We used a simple COM interface that, when given the number of primes to compute, computed them. The IComputePrimes interface looks like this:-

interface IComputePrimes : IDispatch 
{ 
    HRESULT CalculatePrimes([in] int numPrimes);
};

This was generated by using the default options of the ATL object wizard. Any object implementing this interface is expected to calculate and store as many prime numbers as specified by numPrimes .

Now let's see how the code looks like for various cases.

The C++ code

STDMETHODIMP CComputePrimes::CalculatePrimes(int numPrimes)
{
    if (m_rgPrimes != NULL)
        delete [] m_rgPrimes;

    m_rgPrimes = new int[numPrimes];

    m_rgPrimes[0] = 2;
    m_rgPrimes[1] = 3;

    int i = 2;
    int nextPrimeCandidate = 5;

    while(i < numPrimes)
    {
        int maxNumToDivideWith = (int)sqrt(nextPrimeCandidate);

        bool isPrime = true;

        for(int j = 0; 
            (j < i) && (maxNumToDivideWith >= m_rgPrimes[j]); 
            j++)
        {
            if ((nextPrimeCandidate % m_rgPrimes[j]) == 0)
            {
                isPrime = false;
                break;
            }
        }

        if (isPrime)
            m_rgPrimes[i++] = nextPrimeCandidate;

        nextPrimeCandidate += 2;
    }

    return S_OK;
}

The prime numbers computed are stored in an integer array m_rgPrimes. The above code tries to divide an odd number with all the prime numbers which are less than its square root to decide whether the number is a prime or not. If yes it stores it the array.

C# and MC++

The code for C#, Managed C++ is similar except that in the two cases with Managed C++ where we mix native code into the managed code, the code is broken into two separate functions as shown below.

void CalculatePrimes(int numPrimes)
{
    primes = new int __gc[numPrimes];
    int __pin* rgPrimes = &primes[0];

    UnmanagedComputePrimes (rgPrimes, numPrimes);
}

The array is a managed array and we pin the array and call an unmanaged function that calculates the primes and fills the array.

VB/VB.NET Code 

Private Sub IComputePrimes_CalculatePrimes(ByVal numPrimes As Long)

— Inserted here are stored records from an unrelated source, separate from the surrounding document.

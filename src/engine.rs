use hourglass_rs::SafeTimeProvider;
use log::{debug, info};
use uuid::Uuid;

use crate::config::CreditPolicy;
use crate::customer::{Customer, NewCustomer};
use crate::eligibility::{EligibilityDecider, EligibilityDecision, EligibilityRequest};
use crate::errors::{CreditError, Result};
use crate::ledger::{CreditRepository, InMemoryLedger};
use crate::limits::{current_utilization, ensure_headroom};
use crate::loan::{Loan, NewLoan};
use crate::types::{CustomerId, LoanId, LoanStatus};

/// credit engine: policy plus the repository it reads snapshots from
///
/// Writes go through `&mut self`, so the headroom check and the insert of a new
/// loan cannot interleave with another origination on the same engine. Share an
/// engine between threads behind a lock to keep that guarantee.
pub struct CreditEngine<R: CreditRepository = InMemoryLedger> {
    policy: CreditPolicy,
    repository: R,
}

impl CreditEngine<InMemoryLedger> {
    /// engine over an empty in-memory ledger
    pub fn in_memory(policy: CreditPolicy) -> Result<Self> {
        Self::new(policy, InMemoryLedger::new())
    }
}

impl<R: CreditRepository> CreditEngine<R> {
    pub fn new(policy: CreditPolicy, repository: R) -> Result<Self> {
        policy.validate()?;
        Ok(Self { policy, repository })
    }

    pub fn policy(&self) -> &CreditPolicy {
        &self.policy
    }

    pub fn repository(&self) -> &R {
        &self.repository
    }

    pub fn into_repository(self) -> R {
        self.repository
    }

    /// register a customer, fixing the approved limit from salary
    pub fn register_customer(&mut self, details: NewCustomer) -> Result<Customer> {
        let customer_id = self.repository.next_customer_id();
        let customer = Customer::register(customer_id, details, &self.policy)?;
        self.repository.insert_customer(customer.clone())?;

        info!(
            "registered customer {} with approved limit {}",
            customer_id,
            customer.approved_limit()
        );

        Ok(customer)
    }

    pub fn customer(&self, customer_id: CustomerId) -> Result<Customer> {
        self.repository.find_customer(customer_id)
    }

    /// score the customer's history and decide on the request
    pub fn check_eligibility(&self, request: &EligibilityRequest) -> Result<EligibilityDecision> {
        let customer = self.repository.find_customer(request.customer_id)?;
        let history = self.repository.loan_history(request.customer_id)?;

        EligibilityDecider::new(&self.policy).assess(&customer, &history, request)
    }

    /// create a loan starting today or later
    pub fn create_loan(&mut self, terms: NewLoan, time_provider: &SafeTimeProvider) -> Result<Loan> {
        let today = time_provider.now().date_naive();
        if terms.start_date < today {
            return Err(CreditError::InvalidDate {
                message: format!("start date {} is before {}", terms.start_date, today),
            });
        }

        self.originate_loan(&terms)
    }

    /// bounds check, headroom guard, EMI and insert; start date is not checked
    pub(crate) fn originate_loan(&mut self, terms: &NewLoan) -> Result<Loan> {
        self.policy
            .request_bounds
            .check(terms.loan_amount, terms.interest_rate, terms.tenure_months)?;

        let customer = self.repository.find_customer(terms.customer_id)?;
        let history = self.repository.loan_history(terms.customer_id)?;
        let utilization = current_utilization(&history);

        ensure_headroom(customer.approved_limit(), utilization, terms.loan_amount)?;

        let loan = Loan::originate(Uuid::new_v4(), terms)?;
        self.repository.insert_loan(loan.clone())?;

        info!(
            "originated loan {} for customer {}: {} over {} months at {}, emi {}",
            loan.loan_id(),
            loan.customer_id(),
            loan.loan_amount(),
            loan.tenure_months(),
            loan.interest_rate(),
            loan.monthly_payment()
        );

        Ok(loan)
    }

    pub fn loan(&self, loan_id: LoanId) -> Result<Loan> {
        self.repository.find_loan(loan_id)
    }

    /// a customer's loans, newest first, optionally only those in the given status today
    pub fn customer_loans(
        &self,
        customer_id: CustomerId,
        status: Option<LoanStatus>,
        time_provider: &SafeTimeProvider,
    ) -> Result<Vec<Loan>> {
        let today = time_provider.now().date_naive();
        let loans = self.repository.loans_for_customer(customer_id)?;

        Ok(match status {
            Some(wanted) => loans
                .into_iter()
                .filter(|loan| loan.status(today) == wanted)
                .collect(),
            None => loans,
        })
    }

    /// count one more EMI paid on schedule
    pub fn record_on_time_emi(&mut self, loan_id: LoanId) -> Result<Loan> {
        let mut loan = self.repository.find_loan(loan_id)?;
        let paid = loan.record_on_time_emi()?;
        self.repository.update_loan(loan.clone())?;

        debug!("loan {}: {} of {} EMIs on time", loan_id, paid, loan.tenure_months());

        Ok(loan)
    }
}
use chrono::NaiveDate;
use serde::{Deserialize, Serialize};
use std::fmt;
use uuid::Uuid;

use crate::decimal::Money;

/// customer identifier, assigned sequentially by the ledger
pub type CustomerId = u64;

/// unique identifier for a loan
pub type LoanId = Uuid;

/// outcome of an eligibility check
#[derive(Debug, Clone, Copy, PartialEq, Eq, Serialize, Deserialize)]
#[serde(rename_all = "lowercase")]
pub enum ApprovalStatus {
    /// full requested amount approved
    Approved,
    /// some but not all of the requested amount approved
    Partial,
    /// nothing approved
    Rejected,
}

impl ApprovalStatus {
    pub fn as_str(&self) -> &'static str {
        match self {
            ApprovalStatus::Approved => "approved",
            ApprovalStatus::Partial => "partial",
            ApprovalStatus::Rejected => "rejected",
        }
    }
}

impl fmt::Display for ApprovalStatus {
    fn fmt(&self, f: &mut fmt::Formatter<'_>) -> fmt::Result {
        f.write_str(self.as_str())
    }
}

/// loan status relative to a given date
#[derive(Debug, Clone, Copy, PartialEq, Eq, Serialize, Deserialize)]
#[serde(rename_all = "lowercase")]
pub enum LoanStatus {
    /// end date on or after the reference date
    Active,
    /// end date before the reference date
    Completed,
}

impl LoanStatus {
    pub fn as_of(end_date: NaiveDate, today: NaiveDate) -> Self {
        if end_date >= today {
            LoanStatus::Active
        } else {
            LoanStatus::Completed
        }
    }
}

/// the slice of a loan that scoring and utilization look at
#[derive(Debug, Clone, Copy, PartialEq, Eq, Serialize, Deserialize)]
pub struct LoanHistory {
    pub loan_amount: Money,
    pub tenure_months: u32,
    pub emis_paid_on_time: u32,
}

impl LoanHistory {
    pub fn new(loan_amount: Money, tenure_months: u32, emis_paid_on_time: u32) -> Self {
        Self {
            loan_amount,
            tenure_months,
            emis_paid_on_time,
        }
    }
}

    ReDim Primes(numPrimes)
    Primes(1) = 2
    Primes(2) = 3

    Dim NextPrimeCandidate As Long
    NextPrimeCandidate = 5
    
    Dim i As Long
    Dim j As Long
    Dim MaxNumToDivideWith As Long
    Dim IsPrime As Boolean

    i = 3

    Do While i <= numPrimes
        MaxNumToDivideWith = Sqr(NextPrimeCandidate)
        IsPrime = True
        j = 1

        Do While (j <= i) And (MaxNumToDivideWith >= Primes(j))
            If NextPrimeCandidate Mod Primes(j) = 0 Then
                IsPrime = False
                Exit Do
            End If

            j = j + 1
        Loop

        If IsPrime Then
            Primes(i) = NextPrimeCandidate
            i = i + 1
        End If

        NextPrimeCandidate = NextPrimeCandidate + 2
    Loop

End Sub

The VB.NET code looks similar with Sqr replaced with System.Math.Sqrt function. The VB6 code is compiled with optimizations that will closely resemble the generated C++ code like removing all integer overflow checks.

The test clients

All the cases are compiled into a DLL. All assemblies are registered for COM interoperability. We have two test clients, a managed client and a native client. The native client is coded in VC++ and uses the #import keyword.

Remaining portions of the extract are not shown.